## [PROBLEM REQUIREMENTS]
Every line from the line containing "width: style.width as" through the final line below must be returned exactly, and no other line.

*** DATA EXTRACTS

//! Software RGBA canvas implementing [`RenderSurface`] on a tiny-skia pixmap.
//!
//! The pixmap starts opaque and every operation is a source-over blend, so
//! it stays opaque and its premultiplied bytes can be uploaded as plain
//! RGBA8. A translucent full-surface fill fades earlier strokes the same way
//! a browser canvas does.

use tiny_skia::{LineCap, Paint, PathBuilder, Pixmap, Rect, Stroke, Transform};

use super::surface::{Color, RenderSurface, StrokeStyle};
use crate::error::{Result, TrailError};

pub struct PixelCanvas {
    pixmap: Pixmap,
    path: PathBuilder,
}

impl PixelCanvas {
    /// Creates an opaque black canvas.
    pub fn new(width: u32, height: u32) -> Result<Self> {
        let mut pixmap =
            Pixmap::new(width, height).ok_or(TrailError::CanvasSize { width, height })?;
        pixmap.fill(tiny_skia::Color::BLACK);
        Ok(Self {
            pixmap,
            path: PathBuilder::new(),
        })
    }

    /// Overwrites every pixel with `color`, ignoring its alpha.
    pub fn clear(&mut self, color: Color) {
        self.pixmap
            .fill(tiny_skia::Color::from_rgba8(color.r, color.g, color.b, 255));
    }

    /// RGBA of one pixel, `None` outside the canvas.
    pub fn pixel(&self, x: u32, y: u32) -> Option<[u8; 4]> {
        self.pixmap
            .pixel(x, y)
            .map(|p| [p.red(), p.green(), p.blue(), p.alpha()])
    }

    /// Raw RGBA8 bytes, row-major, for texture upload.
    pub fn as_bytes(&self) -> &[u8] {
        self.pixmap.data()
    }
}

fn paint(color: Color) -> Paint<'static> {
    let mut paint = Paint::default();
    let alpha = (color.a.clamp(0.0, 1.0) * 255.0).round() as u8;
    paint.set_color_rgba8(color.r, color.g, color.b, alpha);
    paint.anti_alias = true;
    paint
}

impl RenderSurface for PixelCanvas {
    fn width(&self) -> u32 {
        self.pixmap.width()
    }

    fn height(&self) -> u32 {
        self.pixmap.height()
    }

    fn fill(&mut self, color: Color) {
        let Some(rect) = Rect::from_xywh(0.0, 0.0, self.width() as f32, self.height() as f32)
        else {
            return;
        };
        self.pixmap
            .fill_rect(rect, &paint(color), Transform::identity(), None);
    }

    fn begin_path(&mut self) {
        self.path = PathBuilder::new();
    }

    fn move_to(&mut self, x: f64, y: f64) {
        self.path.move_to(x as f32, y as f32);
    }

    fn line_to(&mut self, x: f64, y: f64) {
        self.path.line_to(x as f32, y as f32);
    }

    /// Strokes the current path; the path stays current like on a canvas.
    ///
    /// Paths with non-finite points have no bounds and are dropped.
    fn stroke(&mut self, style: &StrokeStyle) {
        let Some(path) = self.path.clone().finish() else {
            return;
        };
        let stroke = Stroke {
            width: style.width as f32,
            line_cap: LineCap::Butt,
            ..Default::default()
        };
        self.pixmap.stroke_path(
            &path,
            &paint(style.color),
            &stroke,
            Transform::identity(),
            None,
        );
    }
}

******

## [THE ANSWER]
            width: style.width as f32,
            line_cap: LineCap::Butt,
            ..Default::default()
        };
        self.pixmap.stroke_path(
            &path,
            &paint(style.color),
            &stroke,
            Transform::identity(),
            None,
        );
    }
}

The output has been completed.